Mari escupe en mi dirección y vuelve a abrazar al pequeño. En ese momento, veo un hilillo de sangre escapando de la boca del pequeño cadáver.
—¡Mierda! —exclamo—. ¡Apártate de él!
Los dos hombres me miran entre sorprendidos y sobresaltados, pero la muchacha no me hace el menor caso mientras el difunto infante abre unos ojos fríos como el hielo. Mari grita cuando el pequeño al que abrazaba cierra sus dientes alrededor de su pecho.
«Debió arrancarle la lengua y quizás él llegó a morderle. Pero ¿cómo lo hizo para que no disparara la escopeta?»
Eso ahora importa poco. Alí propina una patada a la cabeza del niño y consigue separarlo de la muchacha, antes de decapitarlo con un brutal movimiento de machete.
«Parece que el calvo tiene práctica en estos menesteres».

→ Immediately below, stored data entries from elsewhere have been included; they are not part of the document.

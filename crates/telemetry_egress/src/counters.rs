use crate::command::CommandKind;
use crossbeam_utils::CachePadded;
use std::sync::atomic::{AtomicBool, AtomicU64, Ordering};

/// Engine health counters, shared by every dispatch task.
///
/// Each counter only ever grows and sits on its own cache line so producers
/// dropping spans do not contend with workers recording sender errors.
///
/// Ordering contract: increments and reads are `Relaxed`. A reader sees every
/// increment eventually, but no ordering between the three counters is implied.
#[derive(Debug, Default)]
pub struct Counters {
    spans_dropped: CachePadded<AtomicU64>,
    metrics_dropped: CachePadded<AtomicU64>,
    sender_errors: CachePadded<AtomicU64>,
    /// Set by the first drop of either kind.
    any_drop_seen: AtomicBool,
}

/// A point-in-time copy of [`Counters`].
#[derive(Debug, Clone, Copy, PartialEq, Eq, Default)]
pub struct CounterSnapshot {
    pub sender_errors: u64,
    pub metrics_dropped: u64,
    pub spans_dropped: u64,
}

impl CounterSnapshot {
    pub fn any_dropped(&self) -> bool {
        self.metrics_dropped > 0 || self.spans_dropped > 0
    }
}

impl Counters {
    pub fn spans_dropped(&self) -> u64 {
        self.spans_dropped.load(Ordering::Relaxed)
    }

    pub fn metrics_dropped(&self) -> u64 {
        self.metrics_dropped.load(Ordering::Relaxed)
    }

    pub fn sender_errors(&self) -> u64 {
        self.sender_errors.load(Ordering::Relaxed)
    }

    pub fn snapshot(&self) -> CounterSnapshot {
        CounterSnapshot {
            sender_errors: self.sender_errors(),
            metrics_dropped: self.metrics_dropped(),
            spans_dropped: self.spans_dropped(),
        }
    }

    /// Counts one dropped command. Returns `true` for exactly one call over
    /// the lifetime of these counters: the first drop of either kind.
    pub(crate) fn record_dropped(&self, kind: CommandKind) -> bool {
        let counter = if kind.is_span() {
            &self.spans_dropped
        } else {
            &self.metrics_dropped
        };
        counter.fetch_add(1, Ordering::Relaxed);
        !self.any_drop_seen.swap(true, Ordering::Relaxed)
    }

    pub(crate) fn record_sender_error(&self) {
        self.sender_errors.fetch_add(1, Ordering::Relaxed);
    }
}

El hombretón suelta el ensangrentado arma y dice algo en francés a Ratilla, que se marcha a la carrera en dirección al campamento. Mientras, intenta contener la fea herida que Mari tiene ahora en el pecho izquierdo. Ella aún está consciente y le habla suavemente en francés.
«Este puede ser un buen momento para hacerse con la escopeta. Dentro de poco llegará el momento de las explicaciones y las cosas pueden ponerse feas».
Las cosas ya están muy feas y seguramente empeorarán antes de que termine la noche.